Im Mittelpunkt des Gesprächs standen naturgemäß die Bemühungen Kroatiens um eine baldige Mitgliedschaft in der Europäischen Union. Seitens der österreichischen Politiker wurde unisono betont, dass man die Entwicklung Kroatiens mit großer Aufmerksamkeit und großem Respekt verfolge und man Kroatien auf seinen Weg in die EU tatkräftig unterstützen werde, damit dieser Weg ein möglichst kurzer ist. Europa ohne Kroatien sei "unvorstellbar und unvollkommen", so Fasslabend. Präsident Vladimir Seks merkte an, dass Kroatien die Kopenhagener Kriterien bereits erfüllt habe. Schwierigkeiten gebe es bei der Umsetzung und Konkretisierung der Gesetze, weshalb man großen Wert auf die Erfahrungen Österreichs lege. Seks unterstrich auch die Wichtigkeit der Integration Kroatiens in die EU und in die NATO in Hinblick auf eine stabile Entwicklung in den Nachbarstaaten seines Heimatlandes.

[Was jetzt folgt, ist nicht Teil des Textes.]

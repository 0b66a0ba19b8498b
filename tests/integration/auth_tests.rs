use std::sync::Arc;

use httpmock::prelude::*;
use serde_json::json;
use wo::WoError;
use wo::auth::{ChainedCredential, ClientSecretCredential, TokenCredential};
use wo::test_utils::StaticTokenCredential;

const SCOPE: &str = "https://management.azure.com/.default";

#[test]
fn client_secret_exchanges_for_token() {
    let server = MockServer::start();
    let mock = server.mock(|when, then| {
        when.method(POST)
            .path("/tenant-1/oauth2/v2.0/token")
            .header("content-type", "application/x-www-form-urlencoded");
        then.status(200).json_body(json!({
            "token_type": "Bearer",
            "expires_in": 3599,
            "access_token": "sp-token"
        }));
    });

    let credential =
        ClientSecretCredential::new(server.base_url(), "tenant-1", "client", "s3cr3t&=").unwrap();
    let token = credential.get_token(SCOPE).unwrap();
    assert_eq!(token.secret(), "sp-token");
    assert!(token.expires_at().is_some());
    mock.assert();
}

#[test]
fn rejected_secret_is_auth_error() {
    let server = MockServer::start();
    server.mock(|when, then| {
        when.method(POST).path("/tenant-1/oauth2/v2.0/token");
        then.status(401).body(r#"{"error":"invalid_client"}"#);
    });

    let credential =
        ClientSecretCredential::new(server.base_url(), "tenant-1", "client", "wrong").unwrap();
    let err = credential.get_token(SCOPE).unwrap_err();
    assert!(matches!(err, WoError::Auth(ref msg) if msg.contains("401")));
}

#[test]
fn chain_prefers_first_working_source() {
    let server = MockServer::start();
    server.mock(|when, then| {
        when.method(POST).path("/tenant-1/oauth2/v2.0/token");
        then.status(200)
            .json_body(json!({"access_token": "sp-token", "expires_in": 3600}));
    });

    let fallback = Arc::new(StaticTokenCredential::new("fallback"));
    let primary: Arc<dyn TokenCredential> = Arc::new(
        ClientSecretCredential::new(server.base_url(), "tenant-1", "client", "secret").unwrap(),
    );
    let secondary: Arc<dyn TokenCredential> = fallback.clone();
    let chain = ChainedCredential::new(vec![primary, secondary]);
    assert_eq!(chain.get_token(SCOPE).unwrap().secret(), "sp-token");
    assert_eq!(fallback.calls(), 0);
}
//! wo auth - Verify that a token can be acquired

use clap::Args;
use serde::Serialize;

use crate::app::AppContext;
use crate::auth::{ChainedCredential, TokenCredential};
use crate::cli::output::{HumanLayout, emit_human, emit_robot, robot_ok};
use crate::error::Result;

#[derive(Args, Debug)]
pub struct AuthArgs {
    /// Token scope to request (defaults to azure.token_scope)
    #[arg(long)]
    pub scope: Option<String>,
}

#[derive(Serialize)]
struct AuthReport {
    scope: String,
    sources: Vec<&'static str>,
    expires_at: Option<String>,
    subscription_id: Option<String>,
}

pub fn run(ctx: &AppContext, args: &AuthArgs) -> Result<()> {
    let env = |key: &str| std::env::var(key).ok();
    let chain = ChainedCredential::from_config(&ctx.config.auth, &env)?;
    let scope = args
        .scope
        .clone()
        .unwrap_or_else(|| ctx.config.azure.token_scope.clone());

    let token = chain.get_token(&scope)?;
    let report = AuthReport {
        scope,
        sources: chain.source_names(),
        expires_at: token.expires_at().map(|at| at.to_rfc3339()),
        subscription_id: ctx.config.azure.subscription_id.clone(),
    };

    if ctx.wants_json() {
        return emit_robot(&robot_ok(report));
    }

    let mut layout = HumanLayout::new();
    layout
        .title("Token acquired")
        .kv("Scope", &report.scope)
        .kv("Sources", &report.sources.join(", "))
        .kv(
            "Expires",
            report.expires_at.as_deref().unwrap_or("no expiry reported"),
        )
        .kv(
            "Subscription",
            report.subscription_id.as_deref().unwrap_or("(not set)"),
        );
    emit_human(&layout);
    Ok(())
}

Als eines der wichtigsten Reformvorhaben bezeichnete der kroatische Parlamentspräsident die Reform des Justizwesens und der Staatsverwaltung. Man sei um mehr Effizienz bemüht und strebe vor allem an, eine einzige staatliche Agentur für die Unternehmen und Investoren zu schaffen. Das Justizwesen müsse Einzelpersonen und die Freiheit des Unternehmertums schützen, sagte Seks, die anderen Kopenhagener Kriterien könnten nicht zu Stande kommen, wenn sie nicht vom Rechtssystem gesichert werden.

Die Zusammenarbeit mit dem Haager Kriegsverbrechertribunal werde von der Regierung unterstützt und es sei gelungen, dies von der politischen Ebene ausschließlich auf die gesetzliche Ebene zu transferieren, stellte Seks fest.

Angesprochen auf die Minderheitenfrage wurde seitens der kroatischen Delegation beteuert, dass es keine besonderen Probleme gebe, zumal es hier gute gesetzliche Regelungen und eine entsprechende finanzielle Unterstützung gebe. So bestehe auch auf lokaler Ebene die Möglichkeit der Selbstverwaltung für Minderheiten.

Als ein schwieriges Problem stuften die kroatischen Gäste die Agrarpolitik ein, da 20 % der kroatischen Bevölkerung von der Landwirtschaft abhingen und die Kosten der landwirtschaftlichen Produktion hoch seien. Kroatien wehre sich auch gegen die Einfuhr und die Verwendung gentechnisch veränderter Organismen und Lebensmittel, man stehe aber in dieser Frage unter Druck einiger Länder. Jedenfalls reagiere die kroatische Öffentlichkeit außerordentlich sensibel, wenn es um die Gentechnik gehe. Die Importsperre für österreichisches Rindfleisch sei in der Zwischenzeit aufgehoben worden, bestätigte Seks.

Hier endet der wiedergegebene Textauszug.